Ilmu Jarh Dan Ilmu Ta’dil
Bila melihat fenomena jarh dan ta'dil
saat ini, sungguh penulis sangat prihatin. Orang begitu mudah menjarh orang
lain tanpa didasari ilmu. Baik alasannya, karena beda golongan, pemahaman
maupun takut tersaingi. Dengan demikian pihak yang dijarh sangat dirugikan.
Kenapa? Karena dengan ia dijarh, ia dijauhi sahabat-sahabatnya ataupun
murid-muridnya, bahkan ta'lim pun yang biasa ia bisa bubar. Selain itu dia (yang suka menjarh)
belum tentu terpenuhi syarat-syarat sebagai penjarh. Atau bahkan dalam dirinya
juga terdapat perbuatan yang menjadikannya ia dijarh. Bagaimana ia akan menjarh
orang lain sedang dalam dirinya terdapat perbuatan yang menjadikan ia dijarh?
Kalau memang orang yang dijarh memang
melakukan perbuatan yang menyebabkan ia dijarh sudahkah ia klarifikasi? Kalau
sudah, sudah kah ia menasehatinya, agar ia bertaubat? Bila hal ini dilakukan
sudah barang tentu tidak akan terjadi jarh secara serampangan. Sehingga dengan
makalah ini penulis ingin menjelaskan kepada siapa saja yang menginginkan
pengetahuan seputar pembasan al-jarh dan at-ta'dil.

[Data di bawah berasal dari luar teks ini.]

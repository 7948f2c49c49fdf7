//! Protocol constants and tuning defaults.
//!
//! These are the defaults used to build [`crate::config`] structs. Protocol
//! values (magic numbers, error codes) are fixed by the relevant BEPs.

use std::time::Duration;

// ============================================================================
// Client identification
// ============================================================================

/// Client ID prefix for peer ID generation (Azureus-style)
pub const CLIENT_PREFIX: &[u8; 8] = b"-SS0001-";

/// User agent string for HTTP tracker requests
pub const USER_AGENT: &str = "swarmseed/0.1.0";

/// Default BitTorrent listen port
pub const DEFAULT_PORT: u16 = 6881;

// ============================================================================
// DHT (BEP-5)
// ============================================================================

/// Kademlia bucket size
pub const DHT_K: usize = 8;

/// Identifier width in bits, and therefore the maximum number of buckets
pub const DHT_ID_BITS: usize = 160;

/// Contacts with this many consecutive failures are no longer good
pub const DHT_QUESTIONABLE_FAILURES: u32 = 3;

/// Contacts are evicted once their failure count exceeds this ceiling
pub const DHT_FAIL_CEILING: u32 = 5;

/// Contacts not heard from in this long are questionable
pub const DHT_NODE_GOOD_AGE: Duration = Duration::from_secs(60 * 60);

/// Timeout for a single outbound KRPC query
pub const DHT_QUERY_TIMEOUT: Duration = Duration::from_secs(15);

/// Maximum outstanding KRPC queries
pub const MAX_PENDING_DHT_QUERIES: usize = 1024;

/// Rounds of an iterative get_peers lookup
pub const DHT_LOOKUP_ROUNDS: usize = 3;

/// A lookup stops early once this many peers are known
pub const DHT_LOOKUP_TARGET_PEERS: usize = 50;

/// Re-announce and maintenance interval
pub const DHT_ANNOUNCE_INTERVAL: Duration = Duration::from_secs(30 * 60);

/// Delay between bootstrap pings
pub const DHT_BOOTSTRAP_DELAY: Duration = Duration::from_millis(100);

/// Lifetime of a token handed out in get_peers responses
pub const DHT_TOKEN_TTL: Duration = Duration::from_secs(10 * 60);

/// Length of issued tokens in bytes
pub const DHT_TOKEN_LEN: usize = 8;

/// Stored peers older than this are pruned
pub const DHT_PEER_MAX_AGE: Duration = Duration::from_secs(30 * 60);

/// Maximum stored peers per info-hash
pub const DHT_MAX_PEERS_PER_TORRENT: usize = 1000;

/// Most peers returned as `values` in one get_peers reply
pub const DHT_MAX_VALUES_PER_REPLY: usize = 50;

/// KRPC protocol error: malformed arguments or a bad announce token
pub const DHT_ERROR_PROTOCOL: i64 = 203;

/// Well-known routers used to join the DHT
pub const DHT_BOOTSTRAP_NODES: &[&str] = &[
    "router.bittorrent.com:6881",
    "dht.transmissionbt.com:6881",
    "router.utorrent.com:6881",
];

/// Largest datagram we are prepared to read
pub const MAX_DATAGRAM_SIZE: usize = 65_535;

// ============================================================================
// Trackers (BEP-3, BEP-15, BEP-23)
// ============================================================================

/// HTTP tracker request timeout
pub const HTTP_TRACKER_TIMEOUT: Duration = Duration::from_secs(30);

/// UDP tracker response timeout
pub const UDP_TRACKER_TIMEOUT: Duration = Duration::from_secs(15);

/// Attempts per announce before reporting failure
pub const TRACKER_MAX_RETRIES: u32 = 3;

/// Peers requested per announce
pub const TRACKER_NUMWANT: u32 = 200;

/// Concurrent tracker round-trips allowed per torrent
pub const TRACKER_MAX_CONCURRENT: usize = 2;

/// How long an announce waits for a round-trip slot
pub const TRACKER_PERMIT_TIMEOUT: Duration = Duration::from_secs(10);

/// Interval assumed until a tracker reports one
pub const TRACKER_DEFAULT_INTERVAL: u32 = 1800;

/// BEP-15 protocol id, also used as the connection id of a direct announce
pub const UDP_PROTOCOL_ID: u64 = 0x41727101980;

Diharapkan makalah ini bermanfaat bagi kita semua.
Untuk memberikan sedikit gambaran perlu
saya sampaikan pengertian ilmu al-jarh dan at-ta'dil. Ilmu al-jarh dan at-ta'dil adalah
ilmu yang menerangkan tentang cacat yang dihadapkan kepada para perawi dan
tentang penetapan adil dengan memakai kata-kata yang khusus dan untuk menerima
atau menolak riwayat mereka.
BAB
II
PEMBAHASAN
A. Pengertian
Ilmu Jarh wa Ta’dil
Secara bahasa,
al-jarh merupakan masdar dari kata (جَرَحَ – يَجْرَحُ - جَرْحًا) yang berarti akibat atau bekas luka pada tubuh
disebabkan oleh senjata. Luka yang dimaksud dapat berkaitan dengan fisik,
misalnya luka terkena senjata tajam, atau berkaitan dengan non fisik misalnya
luka hati karena kata-kata kasar yang dilontarkan seseorang. Apabila kata
jaraha dipakai oleh hakim pengadilan yang ditujukan kepada masalah kesaksian,
maka kata tersebut mempunyai arti menggugurkan keabsahan saksi.

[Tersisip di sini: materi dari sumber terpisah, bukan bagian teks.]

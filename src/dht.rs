//! Distributed Hash Table (BEP-5)
//!
//! This module implements the Kademlia-based DHT used by BitTorrent
//! for trackerless peer discovery.
//!
//! | Type | Role |
//! |------|------|
//! | [`RoutingTable`] | k-buckets of known contacts, split on demand |
//! | [`PeerDiscovery`] | iterative `get_peers` lookups and inbound handlers |
//! | [`RpcSocket`] | UDP socket and outstanding-query correlation |
//! | [`DhtNode`] | read loop, bootstrap and maintenance |
//! | [`DhtSeeder`] | per-torrent announce bookkeeping |

mod discovery;
mod error;
mod message;
mod node;
mod routing;
mod rpc;
mod seeder;
mod server;
mod storage;

pub use discovery::{LookupOutcome, PeerDiscovery, QueryTransport};
pub use error::DhtError;
pub use message::{DhtMessage, DhtQuery, DhtResponse, QueryKind, TransactionId};
pub use node::{peer_from_compact, peer_to_compact, Node, NodeId};
pub use routing::RoutingTable;
pub use rpc::RpcSocket;
pub use seeder::{DhtSeeder, DhtStats, TorrentEntry};
pub use server::{DhtNode, Engine, MaintenanceReport};
pub use storage::{PeerInfo, PeerStorage, TokenStore};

Secara istilah ilmu hadits, kata
al-jarh berarti tampak jelasnya sifat pribadi atau keadaan seorang rawi
yang tidak adil dan menyebabkan gugurnya atau lemahnya riwayat yang
disampaikan. Kata al-tajrih menurut istilah berarti pengungkapan keadaan
periwayat tentang sifat-sifatnya yang tercela yang menyebabkan lemahnya atau tertolaknya
riwayat oleh periwayat tersebut. Sebagian ulama menyamakan penggunaan
kata al-jarhu dan al-tajrih, dan sebagian ulama lagi membedakan penggunaannya
dengan alasan bahwa al-jarh berkonotasi tidak mencari-cari cela
seseorang, yang biasanya telah tampak pada diri seseorang. Sedang al-tajrih berkonotasi
ada upaya aktif untuk mencari dan mengungkap sifat-sifat tercela seseorang.
Adapun
kata ta’dil berasal dari kata (عَدَّلَ – يَعْدِّلُ -
تَعْدِيْلاً) yang berarti mengemukakan
sifat-sifat adil yang dimiliki seseorang. Menurut istilah ilmu hadits, kata
ta’dil berarti mengungkap sifat-sifat bersih yang ada pada diri
periwayat, sehingga dengan demikian tampak jelas keadilan pribadi periwayat itu
dan riwayatnya dapat diterima.
‘Abdurrahman Al-Mu’allimi Al-Yamani mengatakan bahwa ilmu
al-jarh wa ta’dil ialah ilmu yang mempelajari tentang etika dan aturan
dalam menilai cacat (kritik: al-jarh) dan sekaligus mengungkap dan memberi
rekomendasi positif atas (kesalehan: al-ta’dil) terhadap seorang rawi
melalui lafadz-lafadz penilaian yang tertentu, juga untuk mengetahui tingkatan
lafadz-lafadz tersebut.
Pada prinsipnya, ilmu jarh wa ta’dil adalah bentuk lain dari
upaya untuk meneliti kualitas hadits bisa diterima (maqbul) atau ditolak
(mardud).
Adapun yang menjadi objek penelitian suatu hadits selalu
mengarah pada dua hal penting, yang pertama berkaitan dengan sanad/rawi (rangkaian yang
menyampaikan) hadits, dan kedua berkaitan dengan matan (redaksi) hadits. Dengan
demikian keberadaan sanad dan matan menjadi dua hal yang tidak bisa dipisahkan.
B.
Manfaat
Al-Jarh Wa At-ta'dil
Ilmu Al-Jarh Wa
At-ta'dil berguna untuk menetapkan apakah periwayatan seorang rawi itu dapat
diterima atau harus ditolak sama sekali apabila seorang rawi dipuji sebagai
seorang yang adil, niscaya periwayatannya diterima, selama syarat-syarat yang
lain untuk menerima hadis terpenuhi. Jika kita tidak mengetahui benar atau
salahnya sebuah riwayat, kita akan mencampuradukkan antara hadis yang
benar-benar dari rasulullah dan hadis yang palsu(maudhu). Dengan mengetahui
ilmu ini kita juga akan bisa menyeleksi mana hadis shahih, hasan, ataupun hadis
dhaif, terutama dari segi kualitas rawi,bukan dari matannya[1].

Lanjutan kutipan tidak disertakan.